Task item: Locate the word "requests" in the data below, then copy every line that holds it.

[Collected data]
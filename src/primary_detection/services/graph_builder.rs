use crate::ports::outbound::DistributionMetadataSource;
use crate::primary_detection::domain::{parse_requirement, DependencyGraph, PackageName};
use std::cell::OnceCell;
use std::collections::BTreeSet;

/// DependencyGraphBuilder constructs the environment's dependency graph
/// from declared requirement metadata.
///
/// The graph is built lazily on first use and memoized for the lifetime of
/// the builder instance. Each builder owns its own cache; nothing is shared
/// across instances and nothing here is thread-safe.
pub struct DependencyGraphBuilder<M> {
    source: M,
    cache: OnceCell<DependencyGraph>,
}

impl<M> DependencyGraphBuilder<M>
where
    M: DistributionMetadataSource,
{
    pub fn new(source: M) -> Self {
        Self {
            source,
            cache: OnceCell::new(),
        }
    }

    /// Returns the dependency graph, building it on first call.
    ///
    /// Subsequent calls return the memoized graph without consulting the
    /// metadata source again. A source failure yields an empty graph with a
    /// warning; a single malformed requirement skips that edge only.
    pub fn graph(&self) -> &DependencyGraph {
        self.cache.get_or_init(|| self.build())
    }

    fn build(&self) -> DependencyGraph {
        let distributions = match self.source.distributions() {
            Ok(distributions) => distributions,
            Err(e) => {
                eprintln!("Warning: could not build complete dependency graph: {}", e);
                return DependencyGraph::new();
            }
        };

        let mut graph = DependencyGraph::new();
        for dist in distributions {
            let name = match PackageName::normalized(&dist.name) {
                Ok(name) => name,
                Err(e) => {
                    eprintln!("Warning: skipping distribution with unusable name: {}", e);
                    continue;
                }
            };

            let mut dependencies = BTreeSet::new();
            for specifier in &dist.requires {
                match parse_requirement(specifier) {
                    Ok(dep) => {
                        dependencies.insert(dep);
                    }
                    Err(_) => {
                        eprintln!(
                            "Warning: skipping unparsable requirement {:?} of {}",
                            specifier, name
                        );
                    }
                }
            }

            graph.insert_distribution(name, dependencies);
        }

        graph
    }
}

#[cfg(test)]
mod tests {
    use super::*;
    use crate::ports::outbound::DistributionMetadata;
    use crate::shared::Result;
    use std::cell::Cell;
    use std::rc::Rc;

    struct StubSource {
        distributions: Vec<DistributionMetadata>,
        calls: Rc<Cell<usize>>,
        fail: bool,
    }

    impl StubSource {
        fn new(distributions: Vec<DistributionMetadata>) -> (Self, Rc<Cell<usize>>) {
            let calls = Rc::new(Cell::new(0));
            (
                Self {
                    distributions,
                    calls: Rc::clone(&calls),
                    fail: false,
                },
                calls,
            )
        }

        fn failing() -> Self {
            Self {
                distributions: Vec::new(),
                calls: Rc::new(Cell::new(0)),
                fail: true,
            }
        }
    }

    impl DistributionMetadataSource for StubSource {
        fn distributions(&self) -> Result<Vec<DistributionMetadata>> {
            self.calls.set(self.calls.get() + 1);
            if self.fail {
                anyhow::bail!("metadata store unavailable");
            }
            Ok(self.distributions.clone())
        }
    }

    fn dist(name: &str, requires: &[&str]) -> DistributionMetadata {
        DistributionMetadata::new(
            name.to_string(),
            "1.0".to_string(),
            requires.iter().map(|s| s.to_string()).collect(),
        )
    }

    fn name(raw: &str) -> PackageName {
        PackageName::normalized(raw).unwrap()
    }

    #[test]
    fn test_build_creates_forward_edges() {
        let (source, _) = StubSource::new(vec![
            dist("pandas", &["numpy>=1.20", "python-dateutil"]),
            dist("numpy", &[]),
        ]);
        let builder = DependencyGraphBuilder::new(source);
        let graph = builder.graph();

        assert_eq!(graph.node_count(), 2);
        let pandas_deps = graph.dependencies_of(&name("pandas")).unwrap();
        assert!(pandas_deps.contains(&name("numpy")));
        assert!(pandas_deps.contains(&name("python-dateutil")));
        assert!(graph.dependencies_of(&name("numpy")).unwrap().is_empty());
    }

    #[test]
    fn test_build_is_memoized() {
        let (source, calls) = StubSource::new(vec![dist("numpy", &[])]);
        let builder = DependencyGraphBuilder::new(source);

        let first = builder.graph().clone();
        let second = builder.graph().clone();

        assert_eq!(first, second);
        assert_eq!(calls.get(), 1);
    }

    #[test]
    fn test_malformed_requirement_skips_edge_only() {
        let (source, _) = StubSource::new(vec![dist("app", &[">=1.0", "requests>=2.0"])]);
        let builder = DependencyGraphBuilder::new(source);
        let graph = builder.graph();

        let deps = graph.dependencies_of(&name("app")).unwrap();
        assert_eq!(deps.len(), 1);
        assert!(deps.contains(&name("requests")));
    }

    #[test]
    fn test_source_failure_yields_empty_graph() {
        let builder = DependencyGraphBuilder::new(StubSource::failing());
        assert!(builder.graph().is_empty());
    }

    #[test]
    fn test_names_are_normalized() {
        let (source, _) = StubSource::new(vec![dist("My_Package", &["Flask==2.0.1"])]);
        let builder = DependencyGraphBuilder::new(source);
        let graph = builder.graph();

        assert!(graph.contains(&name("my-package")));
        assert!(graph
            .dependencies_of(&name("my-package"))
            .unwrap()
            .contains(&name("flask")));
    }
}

Exercise solution:
        let (source, _) = StubSource::new(vec![dist("app", &[">=1.0", "requests>=2.0"])]);
        assert!(deps.contains(&name("requests")));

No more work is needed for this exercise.